* [Task objective] Transcribe the entries in full, keeping each word as it is.

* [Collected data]
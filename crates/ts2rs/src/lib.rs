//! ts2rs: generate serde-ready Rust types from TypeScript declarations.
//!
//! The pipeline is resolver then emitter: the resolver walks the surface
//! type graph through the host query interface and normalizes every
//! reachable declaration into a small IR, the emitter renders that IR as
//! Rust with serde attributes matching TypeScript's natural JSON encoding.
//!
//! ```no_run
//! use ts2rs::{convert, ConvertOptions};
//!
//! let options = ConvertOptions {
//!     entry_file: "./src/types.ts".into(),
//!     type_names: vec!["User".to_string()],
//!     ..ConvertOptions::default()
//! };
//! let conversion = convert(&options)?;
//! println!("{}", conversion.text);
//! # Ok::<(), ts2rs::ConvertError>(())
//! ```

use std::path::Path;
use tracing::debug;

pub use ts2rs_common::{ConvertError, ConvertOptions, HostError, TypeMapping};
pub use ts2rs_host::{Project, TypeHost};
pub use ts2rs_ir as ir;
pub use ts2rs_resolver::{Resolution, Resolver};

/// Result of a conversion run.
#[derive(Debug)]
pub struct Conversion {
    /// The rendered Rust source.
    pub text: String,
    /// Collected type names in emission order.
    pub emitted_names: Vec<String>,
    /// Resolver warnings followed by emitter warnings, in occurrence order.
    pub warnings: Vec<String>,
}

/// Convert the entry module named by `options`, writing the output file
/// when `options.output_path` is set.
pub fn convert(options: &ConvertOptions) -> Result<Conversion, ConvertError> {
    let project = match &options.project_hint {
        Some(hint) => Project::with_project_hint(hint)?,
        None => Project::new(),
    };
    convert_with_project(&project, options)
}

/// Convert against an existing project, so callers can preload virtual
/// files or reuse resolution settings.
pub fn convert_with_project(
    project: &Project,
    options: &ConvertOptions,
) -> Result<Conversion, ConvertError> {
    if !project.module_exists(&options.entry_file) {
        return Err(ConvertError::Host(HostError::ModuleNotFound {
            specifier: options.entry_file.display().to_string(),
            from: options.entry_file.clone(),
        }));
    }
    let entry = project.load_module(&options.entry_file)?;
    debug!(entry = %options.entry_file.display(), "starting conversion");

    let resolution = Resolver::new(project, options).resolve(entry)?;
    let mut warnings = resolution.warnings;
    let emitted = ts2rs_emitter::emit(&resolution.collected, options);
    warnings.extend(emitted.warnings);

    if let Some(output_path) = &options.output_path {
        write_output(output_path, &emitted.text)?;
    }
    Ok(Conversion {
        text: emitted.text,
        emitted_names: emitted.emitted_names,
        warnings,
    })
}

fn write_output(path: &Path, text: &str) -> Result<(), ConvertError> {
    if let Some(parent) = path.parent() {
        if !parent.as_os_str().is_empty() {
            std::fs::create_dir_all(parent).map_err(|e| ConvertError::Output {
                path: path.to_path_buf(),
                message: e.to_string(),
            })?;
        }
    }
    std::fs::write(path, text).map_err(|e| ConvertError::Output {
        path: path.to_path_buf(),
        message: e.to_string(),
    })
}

* [Exercise answer]
filename crates/ts2rs/src/lib.rs
//! ts2rs: generate serde-ready Rust types from TypeScript declarations.
//!
//! The pipeline is resolver then emitter: the resolver walks the surface
//! type graph through the host query interface and normalizes every
//! reachable declaration into a small IR, the emitter renders that IR as
//! Rust with serde attributes matching TypeScript's natural JSON encoding.
//!
//! ```no_run
//! use ts2rs::{convert, ConvertOptions};
//!
//! let options = ConvertOptions {
//!     entry_file: "./src/types.ts".into(),
//!     type_names: vec!["User".to_string()],
//!     ..ConvertOptions::default()
//! };
//! let conversion = convert(&options)?;
//! println!("{}", conversion.text);
//! # Ok::<(), ts2rs::ConvertError>(())
//! ```

use std::path::Path;
use tracing::debug;

pub use ts2rs_common::{ConvertError, ConvertOptions, HostError, TypeMapping};
pub use ts2rs_host::{Project, TypeHost};
pub use ts2rs_ir as ir;
pub use ts2rs_resolver::{Resolution, Resolver};

/// Result of a conversion run.
#[derive(Debug)]
pub struct Conversion {
    /// The rendered Rust source.
    pub text: String,
    /// Collected type names in emission order.
    pub emitted_names: Vec<String>,
    /// Resolver warnings followed by emitter warnings, in occurrence order.
    pub warnings: Vec<String>,
}

/// Convert the entry module named by `options`, writing the output file
/// when `options.output_path` is set.
pub fn convert(options: &ConvertOptions) -> Result<Conversion, ConvertError> {
    let project = match &options.project_hint {
        Some(hint) => Project::with_project_hint(hint)?,
        None => Project::new(),
    };
    convert_with_project(&project, options)
}

/// Convert against an existing project, so callers can preload virtual
/// files or reuse resolution settings.
pub fn convert_with_project(
    project: &Project,
    options: &ConvertOptions,
) -> Result<Conversion, ConvertError> {
    if !project.module_exists(&options.entry_file) {
        return Err(ConvertError::Host(HostError::ModuleNotFound {
            specifier: options.entry_file.display().to_string(),
            from: options.entry_file.clone(),
        }));
    }
    let entry = project.load_module(&options.entry_file)?;
    debug!(entry = %options.entry_file.display(), "starting conversion");

    let resolution = Resolver::new(project, options).resolve(entry)?;
    let mut warnings = resolution.warnings;
    let emitted = ts2rs_emitter::emit(&resolution.collected, options);
    warnings.extend(emitted.warnings);

    if let Some(output_path) = &options.output_path {
        write_output(output_path, &emitted.text)?;
    }
    Ok(Conversion {
        text: emitted.text,
        emitted_names: emitted.emitted_names,
        warnings,
    })
}

fn write_output(path: &Path, text: &str) -> Result<(), ConvertError> {
    if let Some(parent) = path.parent() {
        if !parent.as_os_str().is_empty() {
            std::fs::create_dir_all(parent).map_err(|e| ConvertError::Output {
                path: path.to_path_buf(),
                message: e.to_string(),
            })?;
        }
    }
    std::fs::write(path, text).map_err(|e| ConvertError::Output {
        path: path.to_path_buf(),
        message: e.to_string(),
    })
}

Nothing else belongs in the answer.